→ **Your goal**
Transcribe the records word for word, beginning with the first line and ending with the line that contains "pub fn new<P: AsRef<Path>>(file_path: P)"; include nothing else.

→ **The data**
* * * * * * *

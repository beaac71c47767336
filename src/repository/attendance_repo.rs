use std::fs::{self, OpenOptions};
use std::path::{Path, PathBuf};
use anyhow::Error;
use chrono::Local;
use csv::{ReaderBuilder, WriterBuilder};
use log::info;
use parking_lot::Mutex;
use serde::{Deserialize, Serialize};

#[derive(Debug, Clone, Serialize, Deserialize, PartialEq)]
pub struct AttendanceRecord {
    #[serde(rename = "Name")]
    pub name: String,
    #[serde(rename = "USN")]
    pub usn: String,
    #[serde(rename = "Date")]
    pub date: String,
    #[serde(rename = "Time")]
    pub time: String,
}

#[derive(Debug, Clone, Copy, PartialEq)]
pub enum MarkOutcome {
    Marked,
    AlreadyMarked,
}

/// Append-only CSV ledger of daily attendance, one row per student per day.
pub struct AttendanceRepository {
    file_path: PathBuf,
    write_lock: Mutex<()>,
}

impl AttendanceRepository {
    pub fn new<P: AsRef<Path>>(file_path: P) -> Result<Self, Error> {
        let file_path = file_path.as_ref().to_path_buf();

        if let Some(parent) = file_path.parent() {
            if !parent.as_os_str().is_empty() {
                fs::create_dir_all(parent)?;
            }
        }
        if !file_path.exists() {
            fs::write(&file_path, "Name,USN,Date,Time\n")?;
        }

        Ok(AttendanceRepository {
            file_path,
            write_lock: Mutex::new(()),
        })
    }

    /// Marks `name` present today. A second mark on the same day is reported
    /// as `AlreadyMarked` and leaves the ledger untouched.
    pub fn mark(&self, name: &str, usn: &str) -> Result<MarkOutcome, Error> {
        let _guard = self.write_lock.lock();

        let now = Local::now();
        let date = now.format("%Y-%m-%d").to_string();
        let time = now.format("%H:%M:%S").to_string();

        for record in self.read_all()? {
            if record.name == name && record.date == date {
                return Ok(MarkOutcome::AlreadyMarked);
            }
        }

        let file = OpenOptions::new().append(true).open(&self.file_path)?;
        let mut writer = WriterBuilder::new().has_headers(false).from_writer(file);
        writer.serialize(AttendanceRecord {
            name: name.to_string(),
            usn: usn.to_string(),
            date,
            time,
        })?;
        writer.flush()?;

        info!("attendance marked for {name} ({usn})");
        Ok(MarkOutcome::Marked)
    }

    /// Ledger page in insertion order, plus the total row count.
    pub fn list(&self, offset: u64, limit: u32) -> Result<(Vec<AttendanceRecord>, u64), Error> {
        let records = self.read_all()?;
        let total = records.len() as u64;

        let page = records
            .into_iter()
            .skip(offset as usize)
            .take(limit as usize)
            .collect();

        Ok((page, total))
    }

    /// Raw CSV contents, header included.
    pub fn export_csv(&self) -> Result<String, Error> {
        if !self.file_path.exists() {
            return Err(Error::msg("attendance ledger does not exist"));
        }
        Ok(fs::read_to_string(&self.file_path)?)
    }

    fn read_all(&self) -> Result<Vec<AttendanceRecord>, Error> {
        let mut reader = ReaderBuilder::new().has_headers(true).from_path(&self.file_path)?;
        let mut records = Vec::new();
        for row in reader.deserialize() {
            let record: AttendanceRecord = row?;
            records.push(record);
        }
        Ok(records)
    }
}

#[cfg(test)]
mod tests {
    use pretty_assertions::assert_eq;
    use super::*;

    fn repository() -> (tempfile::TempDir, AttendanceRepository) {
        let dir = tempfile::tempdir().unwrap();
        let repo = AttendanceRepository::new(dir.path().join("attendance.csv")).unwrap();
        (dir, repo)
    }

    #[test]
    fn test_new_creates_ledger_with_header() {
        let (dir, repo) = repository();
        let csv = repo.export_csv().unwrap();
        assert_eq!(csv, "Name,USN,Date,Time\n");
        drop(dir);
    }

    #[test]
    fn test_mark_once_per_day() {
        let (_dir, repo) = repository();

        assert_eq!(repo.mark("arun", "2GI001").unwrap(), MarkOutcome::Marked);
        assert_eq!(repo.mark("arun", "2GI001").unwrap(), MarkOutcome::AlreadyMarked);
        assert_eq!(repo.mark("priya", "2GI002").unwrap(), MarkOutcome::Marked);

        let (records, total) = repo.list(0, 50).unwrap();
        assert_eq!(total, 2);
        assert_eq!(records[0].name, "arun");
        assert_eq!(records[1].name, "priya");
    }

    #[test]
    fn test_list_pagination() {
        let (_dir, repo) = repository();
        for i in 0..5 {
            repo.mark(&format!("student{i}"), &format!("2GI00{i}")).unwrap();
        }

        let (page, total) = repo.list(2, 2).unwrap();
        assert_eq!(total, 5);
        assert_eq!(page.len(), 2);
        assert_eq!(page[0].name, "student2");
        assert_eq!(page[1].name, "student3");

        let (tail, _) = repo.list(4, 10).unwrap();
        assert_eq!(tail.len(), 1);
    }

    #[test]
    fn test_export_round_trips_rows() {
        let (_dir, repo) = repository();
        repo.mark("arun", "2GI001").unwrap();

        let csv = repo.export_csv().unwrap();
        assert!(csv.starts_with("Name,USN,Date,Time\n"));
        assert!(csv.contains("arun,2GI001,"));
    }
}
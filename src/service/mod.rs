pub mod attendance_service;
pub mod enrollment_service;
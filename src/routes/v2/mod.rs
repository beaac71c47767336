pub mod attendance_checkin;
pub mod attendance_report;
pub mod enrollment_register;
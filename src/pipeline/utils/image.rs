use anyhow::Error;
use image::{imageops, DynamicImage, RgbImage};
use image::imageops::FilterType;
use ndarray::Array2;

/// Decode raw upload bytes into an RGB image. Alpha and grayscale sources are
/// converted to three channels.
pub fn byte_data_to_rgb(im_bytes: &[u8]) -> Result<RgbImage, Error> {
    let decoded: DynamicImage = match image::load_from_memory(im_bytes) {
        Ok(decoded) => decoded,
        Err(e) => {
            return Err(Error::from(e))
        }
    };

    Ok(decoded.to_rgb8())
}

pub fn rgb_to_gray_array(img: &RgbImage) -> Array2<f32> {
    let (width, height) = (img.width() as usize, img.height() as usize);
    let mut gray = Array2::<f32>::zeros((height, width));

    for (x, y, pixel) in img.enumerate_pixels() {
        let [r, g, b] = pixel.0;
        gray[[y as usize, x as usize]] = 0.299 * r as f32 + 0.587 * g as f32 + 0.114 * b as f32;
    }

    gray
}

/// Crop the region `[x1, y1, x2, y2)` clamped to the image bounds.
pub fn crop_region(img: &RgbImage, x1: f32, y1: f32, x2: f32, y2: f32) -> Result<RgbImage, Error> {
    let (width, height) = (img.width() as f32, img.height() as f32);

    let x1 = x1.max(0.0).min(width - 1.0);
    let y1 = y1.max(0.0).min(height - 1.0);
    let x2 = x2.max(x1 + 1.0).min(width);
    let y2 = y2.max(y1 + 1.0).min(height);

    let (w, h) = ((x2 - x1) as u32, (y2 - y1) as u32);
    if w == 0 || h == 0 {
        return Err(Error::msg("crop region is empty"));
    }

    Ok(imageops::crop_imm(img, x1 as u32, y1 as u32, w, h).to_image())
}

pub fn resize_rgb(img: &RgbImage, width: u32, height: u32) -> RgbImage {
    imageops::resize(img, width, height, FilterType::Triangle)
}

#[cfg(test)]
mod tests {
    use image::Rgb;
    use super::*;

    #[test]
    fn test_byte_data_to_rgb() {
        let img = RgbImage::from_pixel(8, 8, Rgb([10, 20, 30]));
        let mut png_bytes: Vec<u8> = Vec::new();
        img.write_to(&mut std::io::Cursor::new(&mut png_bytes), image::ImageFormat::Png)
            .unwrap();

        let decoded = byte_data_to_rgb(&png_bytes).unwrap();
        assert_eq!(decoded.dimensions(), (8, 8));
        assert_eq!(decoded.get_pixel(4, 4).0, [10, 20, 30]);
    }

    #[test]
    fn test_byte_data_to_rgb_rejects_garbage() {
        assert!(byte_data_to_rgb(&[0u8, 1, 2, 3]).is_err());
    }

    #[test]
    fn test_rgb_to_gray_array() {
        let img = RgbImage::from_pixel(4, 2, Rgb([255, 255, 255]));
        let gray = rgb_to_gray_array(&img);
        assert_eq!(gray.dim(), (2, 4));
        assert!((gray[[0, 0]] - 255.0).abs() < 0.5);
    }

    #[test]
    fn test_crop_region_clamps_to_bounds() {
        let img = RgbImage::from_pixel(10, 10, Rgb([1, 2, 3]));
        let crop = crop_region(&img, -5.0, -5.0, 50.0, 50.0).unwrap();
        assert_eq!(crop.dimensions(), (10, 10));

        let crop = crop_region(&img, 2.0, 2.0, 6.0, 8.0).unwrap();
        assert_eq!(crop.dimensions(), (4, 6));
    }
}
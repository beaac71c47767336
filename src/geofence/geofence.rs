use crate::config::settings::SETTINGS;

const EARTH_RADIUS_M: f64 = 6_371_000.0;

#[derive(Debug, Clone, Copy)]
pub struct GeofenceCheck {
    pub distance_m: f64,
    pub allowed: bool,
}

#[derive(Debug, Clone)]
pub struct Geofence {
    latitude: f64,
    longitude: f64,
    allowed_radius_m: f64,
}

impl Geofence {
    pub fn new(latitude: f64, longitude: f64, allowed_radius_m: f64) -> Self {
        Geofence {
            latitude,
            longitude,
            allowed_radius_m,
        }
    }

    pub fn from_settings() -> Self {
        Geofence::new(
            SETTINGS.geofence.latitude,
            SETTINGS.geofence.longitude,
            SETTINGS.geofence.allowed_radius_m,
        )
    }

    pub fn allowed_radius_m(&self) -> f64 {
        self.allowed_radius_m
    }

    pub fn check(&self, latitude: f64, longitude: f64) -> GeofenceCheck {
        let distance_m = haversine_distance_m(latitude, longitude, self.latitude, self.longitude);
        GeofenceCheck {
            distance_m,
            allowed: distance_m <= self.allowed_radius_m,
        }
    }
}

pub fn haversine_distance_m(lat1: f64, lon1: f64, lat2: f64, lon2: f64) -> f64 {
    let phi1 = lat1.to_radians();
    let phi2 = lat2.to_radians();
    let dphi = (lat2 - lat1).to_radians();
    let dlambda = (lon2 - lon1).to_radians();

    let a = (dphi / 2.0).sin().powi(2) + phi1.cos() * phi2.cos() * (dlambda / 2.0).sin().powi(2);
    let c = 2.0 * a.sqrt().atan2((1.0 - a).sqrt());
    EARTH_RADIUS_M * c
}
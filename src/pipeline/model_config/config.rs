use serde::{Deserialize, Serialize};

#[derive(Debug, Clone, Serialize, Deserialize, PartialEq)]
pub enum FaceQualityClass {
    Bad = 0,
    Good = 1,
    TooDark = 2,
    Blurred = 3,
}

pub fn match_face_quality(q: usize) -> FaceQualityClass {
    match q {
        0 => FaceQualityClass::Bad,
        1 => FaceQualityClass::Good,
        2 => FaceQualityClass::TooDark,
        3 => FaceQualityClass::Blurred,
        _ => FaceQualityClass::Bad,
    }
}

#[derive(Debug, Clone, Serialize, Deserialize, PartialEq)]
pub enum FaceAntiSpoofingClass {
    Fake = 0,
    Real = 1,
}

pub fn match_face_anti_spoofing(q: usize) -> FaceAntiSpoofingClass {
    match q {
        0 => FaceAntiSpoofingClass::Fake,
        1 => FaceAntiSpoofingClass::Real,
        _ => FaceAntiSpoofingClass::Real,
    }
}

#[derive(Debug)]
pub struct FaceDetectionConfig {
    // Chroma bounds for skin segmentation, Cb then Cr.
    pub cb_range: (f32, f32),
    pub cr_range: (f32, f32),
    pub grid_step: u32,
    pub minimum_region_ratio: f32,
    pub minimum_fill_ratio: f32,
    pub aspect_ratio_range: (f32, f32),
    pub iou_threshold: f32,
}

impl FaceDetectionConfig {
    pub fn new() -> Self {
        FaceDetectionConfig {
            cb_range: (77.0, 127.0),
            cr_range: (133.0, 173.0),
            grid_step: 4,
            minimum_region_ratio: 0.005,
            minimum_fill_ratio: 0.35,
            aspect_ratio_range: (0.4, 1.6),
            iou_threshold: 0.45,
        }
    }
}

#[derive(Debug)]
pub struct FaceSelectionConfig {
    pub margin_center_left_ratio: f32,
    pub margin_center_right_ratio: f32,
    pub margin_edge_ratio: f32,
    pub minimum_face_ratio: f32,
    pub minimum_width_ratio: f32,
}

impl FaceSelectionConfig {
    pub fn new() -> Self {
        FaceSelectionConfig {
            margin_center_left_ratio: 0.3,
            margin_center_right_ratio: 0.3,
            margin_edge_ratio: 0.1,
            minimum_face_ratio: 0.0075,
            minimum_width_ratio: 0.25,
        }
    }
}

#[derive(Debug)]
pub struct FaceAlignmentConfig {
    pub image_size: (u32, u32),
    pub margin_ratio: f32,
}

impl FaceAlignmentConfig {
    pub fn new() -> Self {
        FaceAlignmentConfig {
            image_size: (112, 112),
            margin_ratio: 0.12,
        }
    }
}

#[derive(Debug)]
pub struct FaceQualityConfig {
    pub brightness_range: (f32, f32),
    pub sharpness_threshold: f32,
}

impl FaceQualityConfig {
    pub fn new() -> Self {
        FaceQualityConfig {
            brightness_range: (40.0, 220.0),
            sharpness_threshold: 12.0,
        }
    }
}

#[derive(Debug)]
pub struct FaceAntiSpoofingConfig {
    pub scales: Vec<f32>,
    pub weights: Vec<f32>,
    pub image_size: (u32, u32),
    pub threshold: f32,
}

impl FaceAntiSpoofingConfig {
    pub fn new() -> Self {
        FaceAntiSpoofingConfig {
            scales: vec![1.0, 1.8, 2.7],
            weights: vec![0.5, 0.3, 0.2],
            image_size: (80, 80),
            threshold: 0.55,
        }
    }
}

#[derive(Debug)]
pub struct FaceEmbeddingConfig {
    pub grid_size: (u32, u32),
}

impl FaceEmbeddingConfig {
    pub fn new() -> Self {
        FaceEmbeddingConfig {
            grid_size: (16, 16),
        }
    }
}

#[derive(Debug)]
pub struct FaceMatchingConfig {
    // Cosine distance, lower is stricter.
    pub distance_threshold: f32,
}

impl FaceMatchingConfig {
    pub fn new() -> Self {
        FaceMatchingConfig {
            distance_threshold: 0.50,
        }
    }
}
use anyhow::Error;
use image::RgbImage;
use ndarray::Array1;
use crate::pipeline::utils::image::{resize_rgb, rgb_to_gray_array};
use crate::pipeline::utils::utils::{l2_normalize, mean_std};

/// Normalized-intensity template embedding: the aligned face is reduced to a
/// small grayscale grid, made zero-mean/unit-variance to cancel illumination,
/// and L2-normalized so cosine distance is a dot product away.
#[derive(Debug, Clone)]
pub struct FaceEmbedding {
    grid_size: (u32, u32),
}

impl FaceEmbedding {
    pub fn new(grid_size: (u32, u32)) -> Self {
        FaceEmbedding {
            grid_size,
        }
    }

    pub fn embedding_len(&self) -> usize {
        (self.grid_size.0 * self.grid_size.1) as usize
    }

    pub fn call(&self, aligned: &RgbImage) -> Result<Array1<f32>, Error> {
        if aligned.width() == 0 || aligned.height() == 0 {
            return Err(Error::msg("face_embedding - aligned face is empty"));
        }

        let reduced = resize_rgb(aligned, self.grid_size.0, self.grid_size.1);
        let gray = rgb_to_gray_array(&reduced);
        let (mean, std) = mean_std(&gray);

        let flat: Vec<f32> = gray.iter().copied().collect();
        let mut feature = Array1::from(flat);

        // A featureless crop normalizes to the zero vector, which never
        // matches anything in the gallery.
        if std > f32::EPSILON {
            feature = feature.mapv(|v| (v - mean) / std);
        } else {
            feature = feature.mapv(|_| 0.0);
        }

        Ok(l2_normalize(&feature))
    }
}

#[cfg(test)]
mod tests {
    use image::{Rgb, RgbImage};
    use crate::pipeline::model_config::config::FaceEmbeddingConfig;
    use super::*;

    fn embedding() -> FaceEmbedding {
        FaceEmbedding::new(FaceEmbeddingConfig::new().grid_size)
    }

    fn gradient_face(seed: u32) -> RgbImage {
        RgbImage::from_fn(112, 112, |x, y| {
            let v = ((x * seed + y * 3) % 200) as u8;
            Rgb([v, v, v])
        })
    }

    #[test]
    fn test_embedding_is_unit_norm() {
        let feature = embedding().call(&gradient_face(5)).unwrap();
        assert_eq!(feature.len(), 256);
        let norm = feature.mapv(|x| x * x).sum().sqrt();
        assert!((norm - 1.0).abs() < 1e-4);
    }

    #[test]
    fn test_embedding_is_illumination_invariant() {
        let dark = embedding().call(&gradient_face(5)).unwrap();
        let bright = embedding()
            .call(&RgbImage::from_fn(112, 112, |x, y| {
                let v = (((x * 5 + y * 3) % 200) / 2 + 55) as u8;
                Rgb([v, v, v])
            }))
            .unwrap();

        // Same pattern under different gain/offset lands at the same place.
        let distance = 1.0 - dark.dot(&bright);
        assert!(distance < 0.05, "distance was {distance}");
    }

    #[test]
    fn test_flat_crop_embeds_to_zero() {
        let flat = RgbImage::from_pixel(112, 112, Rgb([77, 77, 77]));
        let feature = embedding().call(&flat).unwrap();
        assert!(feature.iter().all(|&v| v == 0.0));
    }
}
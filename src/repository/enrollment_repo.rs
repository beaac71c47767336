use std::collections::HashMap;
use std::fs::{self, OpenOptions};
use std::path::{Path, PathBuf};
use anyhow::Error;
use chrono::Local;
use csv::{ReaderBuilder, WriterBuilder};
use parking_lot::Mutex;
use serde::{Deserialize, Serialize};

#[derive(Debug, Clone, Serialize, Deserialize)]
pub struct UidRecord {
    #[serde(rename = "Name")]
    pub name: String,
    #[serde(rename = "USN")]
    pub usn: String,
}

/// Face photos on disk plus the `Name,USN` roster. Photos are named
/// `<name>_<millis>.jpg`; the student name is the stem before the first `_`.
pub struct EnrollmentRepository {
    known_faces_dir: PathBuf,
    uids_file: PathBuf,
    write_lock: Mutex<()>,
}

impl EnrollmentRepository {
    pub fn new<P: AsRef<Path>, Q: AsRef<Path>>(known_faces_dir: P, uids_file: Q) -> Result<Self, Error> {
        let known_faces_dir = known_faces_dir.as_ref().to_path_buf();
        let uids_file = uids_file.as_ref().to_path_buf();

        fs::create_dir_all(&known_faces_dir)?;
        if !uids_file.exists() {
            fs::write(&uids_file, "Name,USN\n")?;
        }

        Ok(EnrollmentRepository {
            known_faces_dir,
            uids_file,
            write_lock: Mutex::new(()),
        })
    }

    /// Lowercased name -> uppercased USN. Later rows win on duplicates.
    pub fn load_uid_map(&self) -> Result<HashMap<String, String>, Error> {
        let mut reader = ReaderBuilder::new().has_headers(true).from_path(&self.uids_file)?;
        let mut uid_map = HashMap::new();
        for row in reader.deserialize() {
            let record: UidRecord = row?;
            uid_map.insert(record.name.to_lowercase(), record.usn.to_uppercase());
        }
        Ok(uid_map)
    }

    pub fn list_photos(&self) -> Result<Vec<(String, PathBuf)>, Error> {
        let mut photos = Vec::new();

        for dir_entry in fs::read_dir(&self.known_faces_dir)? {
            let path = dir_entry?.path();
            let file_name = match path.file_name().and_then(|n| n.to_str()) {
                Some(file_name) => file_name,
                None => continue,
            };

            let lowered = file_name.to_lowercase();
            if !(lowered.ends_with(".jpg") || lowered.ends_with(".jpeg") || lowered.ends_with(".png")) {
                continue;
            }

            let stem = file_name.rsplit_once('.').map(|(stem, _)| stem).unwrap_or(file_name);
            let name = stem.split('_').next().unwrap_or(stem).to_lowercase();
            photos.push((name, path.clone()));
        }

        photos.sort();
        Ok(photos)
    }

    /// Persists a new photo and roster row. Millisecond timestamps keep
    /// repeated registrations from clobbering earlier photos.
    pub fn save_photo(&self, name: &str, usn: &str, image_bytes: &[u8]) -> Result<PathBuf, Error> {
        let _guard = self.write_lock.lock();

        let mut file_path = self.known_faces_dir.join(format!("{}_{}.jpg", name, Local::now().timestamp_millis()));
        while file_path.exists() {
            file_path = self.known_faces_dir.join(format!("{}_{}.jpg", name, Local::now().timestamp_nanos_opt().unwrap_or_default()));
        }
        fs::write(&file_path, image_bytes)?;

        let file = OpenOptions::new().append(true).open(&self.uids_file)?;
        let mut writer = WriterBuilder::new().has_headers(false).from_writer(file);
        writer.serialize(UidRecord {
            name: name.to_string(),
            usn: usn.to_string(),
        })?;
        writer.flush()?;

        Ok(file_path)
    }
}
use std::sync::Arc;
use std::time::Duration;

use axum::{Json, middleware, Router};
use axum::http::header;
use axum::response::Html;
use axum::routing::{get, IntoMakeService};
use http::{HeaderMap, Method, StatusCode, Uri};
use serde::{Deserialize, Serialize};
use tower_http::compression::CompressionLayer;
use tower_http::cors::CorsLayer;
use tower_http::propagate_header::PropagateHeaderLayer;
use tower_http::sensitive_headers::SetSensitiveHeadersLayer;
use tower_http::timeout::TimeoutLayer;
use tower_request_id::RequestIdLayer;
use crate::config::settings::SETTINGS;
use crate::error::errors::ResponseCode;
use crate::geofence::geofence::Geofence;
use crate::middleware::api_key_mw::validate_api_key_mw;
use crate::middleware::request_id_mw::{generate_request_id_mw, request_id_from_headers};
use crate::models::attendance_model::AttendanceCheckinResultOutput;
use crate::pipeline::recognition_pipeline::recognition_pipeline::RecognitionPipeline;
use crate::repository::attendance_repo::AttendanceRepository;
use crate::repository::enrollment_repo::EnrollmentRepository;
use crate::repository::face_gallery::FaceGallery;
use crate::response::common_response::{BaseResponse, GeneralResponseBuilder, GeneralResponseResult};
use crate::routes::v2::attendance_checkin::new_attendance_checkin_route;
use crate::routes::v2::attendance_report::new_attendance_report_route;
use crate::routes::v2::enrollment_register::new_enrollment_register_route;
use crate::state::attendance_state::AttendanceState;
use crate::state::enrollment_state::EnrollmentState;

#[derive(Clone, Serialize, Deserialize)]
struct FallbackResponse {
    message: String,
}

#[derive(Clone)]
pub struct RouterState {
    recognition_pipeline: Arc<RecognitionPipeline>,
    face_gallery: Arc<FaceGallery>,
    attendance_repository: Arc<AttendanceRepository>,
    enrollment_repository: Arc<EnrollmentRepository>,
}

impl RouterState {
    pub fn new(
        recognition_pipeline: Arc<RecognitionPipeline>,
        face_gallery: Arc<FaceGallery>,
        attendance_repository: Arc<AttendanceRepository>,
        enrollment_repository: Arc<EnrollmentRepository>,
    ) -> Self {
        RouterState {
            recognition_pipeline,
            face_gallery,
            attendance_repository,
            enrollment_repository,
        }
    }
}

pub fn root_routes(router_state: RouterState) -> IntoMakeService<Router> {
    let v2_router = {
        let attendance_state = AttendanceState::new(
            &router_state.recognition_pipeline,
            &router_state.face_gallery,
            &router_state.attendance_repository,
            Geofence::from_settings(),
        );
        let attendance_route = new_attendance_checkin_route()
            .merge(new_attendance_report_route())
            .with_state(attendance_state);

        let enrollment_state = EnrollmentState::new(
            &router_state.recognition_pipeline,
            &router_state.enrollment_repository,
            &router_state.face_gallery,
        );
        let enrollment_route = new_enrollment_register_route()
            .with_state(enrollment_state);

        Router::new()
            .nest(
                "/v2",
                Router::new()
                    .nest("/attendance", attendance_route)
                    .nest("/enrollment", enrollment_route),
            )
    };

    let mut request_timeout_duration: u64 = 20;
    if let Some(_request_timeout) = SETTINGS.server.request_timeout {
        request_timeout_duration = _request_timeout;
    }

    let page_router = Router::new()
        .route("/", get(index_page))
        .route("/register", get(register_page));

    let app_router = Router::new()
        .nest(
            "/api",
            Router::new()
                .merge(Router::new().route("/health", get(healthcheck)))
                .merge(v2_router)
                .layer(CompressionLayer::new())
                .layer(middleware::from_fn(validate_api_key_mw)),
        )
        .merge(page_router)
        .layer(PropagateHeaderLayer::new(header::HeaderName::from_static("x-request-id")))
        .layer(CorsLayer::permissive().allow_methods([Method::GET, Method::POST, Method::HEAD, Method::OPTIONS]))
        .layer(RequestIdLayer)
        .layer(middleware::from_fn(generate_request_id_mw))
        .layer(TimeoutLayer::new(Duration::from_secs(request_timeout_duration)))
        .layer(SetSensitiveHeadersLayer::new(std::iter::once(header::AUTHORIZATION)))
        .fallback(fallback)
        .into_make_service();
    app_router
}

async fn fallback(uri: Uri) -> (StatusCode, Json<FallbackResponse>) {
    (StatusCode::NOT_FOUND, Json(FallbackResponse {
        message: format!("No route for {uri}"),
    }))
}

async fn index_page() -> Html<&'static str> {
    Html(include_str!("../../assets/index.html"))
}

async fn register_page() -> Html<&'static str> {
    Html(include_str!("../../assets/register.html"))
}

async fn healthcheck(headers: HeaderMap) -> GeneralResponseResult<BaseResponse<AttendanceCheckinResultOutput>> {
    let request_id = request_id_from_headers(&headers);

    Ok(GeneralResponseBuilder::new()
        .status_code(StatusCode::OK)
        .body(BaseResponse {
            data: None,
            response_message: "OK".to_string(),
            response_code: ResponseCode::response_code(ResponseCode::CodeOK),
            is_success: true,
            request_id,
        })
        .build())
}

* * * * * * *

→ **Output below**
repository beaac71c47767336
filename src/repository/attendance_repo.rs
use std::fs::{self, OpenOptions};
use std::path::{Path, PathBuf};
use anyhow::Error;
use chrono::Local;
use csv::{ReaderBuilder, WriterBuilder};
use log::info;
use parking_lot::Mutex;
use serde::{Deserialize, Serialize};

#[derive(Debug, Clone, Serialize, Deserialize, PartialEq)]
pub struct AttendanceRecord {
    #[serde(rename = "Name")]
    pub name: String,
    #[serde(rename = "USN")]
    pub usn: String,
    #[serde(rename = "Date")]
    pub date: String,
    #[serde(rename = "Time")]
    pub time: String,
}

#[derive(Debug, Clone, Copy, PartialEq)]
pub enum MarkOutcome {
    Marked,
    AlreadyMarked,
}

/// Append-only CSV ledger of daily attendance, one row per student per day.
pub struct AttendanceRepository {
    file_path: PathBuf,
    write_lock: Mutex<()>,
}

impl AttendanceRepository {
    pub fn new<P: AsRef<Path>>(file_path: P) -> Result<Self, Error> {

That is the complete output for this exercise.